On Starting Yet Another Daybook Again

DaybookI’ve never been good at keeping journals. I’ve started many, but I leave them behind soon after starting them. I’ve tried keeping traditional journals or more work-related daybooks, and once I even tried keeping a dream journal, which was redundant because most of my dreams involved spiders or missing a deadline or sometimes missing a deadline given to me by the spiders.

I know it’s a good habit, not just for writers but for anyone with too many thoughts and too many tasks. It can be therapeutic, and a few times even was. But I’ve never managed to keep a journal for more than a few weeks, despite being a creature of habit. Last winter, I woke up at 6 every morning and exercised for half an hour, and ate the same meal every night for dinner (a can of beans with salsa and cheese). I’m good at regimentation, except when it comes to writing.

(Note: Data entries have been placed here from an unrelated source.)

//! Labels attached to the pipeline process and its supervised tasks.

/// Labels identifying the pipeline process in structured logs.
#[derive(Debug, Clone, PartialEq, Eq)]
pub struct ProcessLabels {
    /// The process ID.
    pub process_id: String,
}

impl Default for ProcessLabels {
    fn default() -> Self {
        Self {
            process_id: "undefined".to_string(),
        }
    }
}

impl ProcessLabels {
    /// Create a new `ProcessLabels` instance.
    pub fn new(process_id: &str) -> Self {
        Self {
            process_id: process_id.into(),
        }
    }
}

/// Labels identifying one supervised task.
#[derive(Debug, Clone, PartialEq, Eq)]
pub struct TaskLabels {
    /// The task category (source, worker, fanout, assets, reporter, ...).
    pub task_cat: String,
    /// The task id.
    pub task_id: String,
    /// The id of the upstream stage feeding this task.
    pub task_source: String,
}

impl TaskLabels {
    /// Create a new `TaskLabels` instance.
    pub fn new(task_cat: &str, task_id: &str, task_source: &str) -> Self {
        Self {
            task_cat: task_cat.into(),
            task_id: task_id.into(),
            task_source: task_source.into(),
        }
    }
}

I don’t count this blog as a daybook, either, because it’s the opposite of habitual. I post inconsistently, and I have no specific topic. Last year I wrote twelve posts about the Russian Revolution between attempts at satire and wannabe McSweeney’s rants. This year I’m writing twelve posts about American history between joke recipes for smoothies and self-referential metablog posts. This blog is more like an intellectual junk drawer where everything that isn’t easily categorized finds itself one way or another.

Today, I started another daybook. I don’t know if I’ll see it through to the end of the year, but I want to write at least a paragraph every day. Maybe posting about it here will keep me in check; maybe the theme (observations about Moscow from September to May) will make it easier to write consistently. Lately, I’ve wanted to write about this weird place I now live. There’s a lot of take in, even for such a small town. Or maybe because it’s such a small town, there’s a lot to take in, just around the corners, subtle but always there.

My first entry in the daybook was about Farmers Market potatoes. Tomorrow, I hope something just as engaging will fall into my life.